(What to do) Each line that contains "HistoryStore" needs to be copied from the listing.
======== Entries supplied
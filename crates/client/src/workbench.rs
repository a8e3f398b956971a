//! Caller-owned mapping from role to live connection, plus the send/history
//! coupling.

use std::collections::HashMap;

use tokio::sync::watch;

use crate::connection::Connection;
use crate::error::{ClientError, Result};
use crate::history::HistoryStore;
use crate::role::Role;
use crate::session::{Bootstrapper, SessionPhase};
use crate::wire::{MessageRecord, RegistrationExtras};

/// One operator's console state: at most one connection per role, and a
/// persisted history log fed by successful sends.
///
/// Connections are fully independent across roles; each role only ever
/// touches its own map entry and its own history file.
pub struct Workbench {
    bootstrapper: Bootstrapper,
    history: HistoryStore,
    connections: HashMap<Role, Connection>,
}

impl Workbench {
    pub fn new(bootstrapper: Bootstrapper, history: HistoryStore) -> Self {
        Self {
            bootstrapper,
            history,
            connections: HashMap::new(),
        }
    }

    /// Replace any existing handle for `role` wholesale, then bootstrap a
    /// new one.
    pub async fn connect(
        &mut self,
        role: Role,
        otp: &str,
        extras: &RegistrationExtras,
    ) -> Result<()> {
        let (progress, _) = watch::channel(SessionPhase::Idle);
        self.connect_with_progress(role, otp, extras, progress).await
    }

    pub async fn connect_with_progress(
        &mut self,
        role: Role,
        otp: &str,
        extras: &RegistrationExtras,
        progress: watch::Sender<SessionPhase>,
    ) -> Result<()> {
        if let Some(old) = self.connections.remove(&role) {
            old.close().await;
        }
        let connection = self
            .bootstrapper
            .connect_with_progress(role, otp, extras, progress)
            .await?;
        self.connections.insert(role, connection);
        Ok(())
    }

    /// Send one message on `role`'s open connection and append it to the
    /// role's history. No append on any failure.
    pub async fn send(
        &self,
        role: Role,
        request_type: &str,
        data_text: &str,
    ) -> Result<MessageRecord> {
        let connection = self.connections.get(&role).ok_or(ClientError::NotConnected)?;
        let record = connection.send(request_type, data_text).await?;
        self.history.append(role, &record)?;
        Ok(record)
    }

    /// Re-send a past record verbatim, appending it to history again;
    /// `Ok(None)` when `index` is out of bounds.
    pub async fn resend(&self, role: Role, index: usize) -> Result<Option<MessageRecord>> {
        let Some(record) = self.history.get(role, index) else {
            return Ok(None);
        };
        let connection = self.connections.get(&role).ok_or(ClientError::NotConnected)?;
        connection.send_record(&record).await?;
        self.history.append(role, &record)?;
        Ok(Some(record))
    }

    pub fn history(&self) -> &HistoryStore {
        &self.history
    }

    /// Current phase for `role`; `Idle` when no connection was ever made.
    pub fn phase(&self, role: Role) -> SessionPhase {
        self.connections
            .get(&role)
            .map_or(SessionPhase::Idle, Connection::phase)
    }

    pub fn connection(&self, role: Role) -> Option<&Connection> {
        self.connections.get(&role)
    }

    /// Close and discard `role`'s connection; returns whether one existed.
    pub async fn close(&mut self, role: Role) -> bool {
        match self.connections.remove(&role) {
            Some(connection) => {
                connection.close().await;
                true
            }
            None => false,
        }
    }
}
================
(Task output)
use crate::history::HistoryStore;
    history: HistoryStore,
    pub fn new(bootstrapper: Bootstrapper, history: HistoryStore) -> Self {
    pub fn history(&self) -> &HistoryStore {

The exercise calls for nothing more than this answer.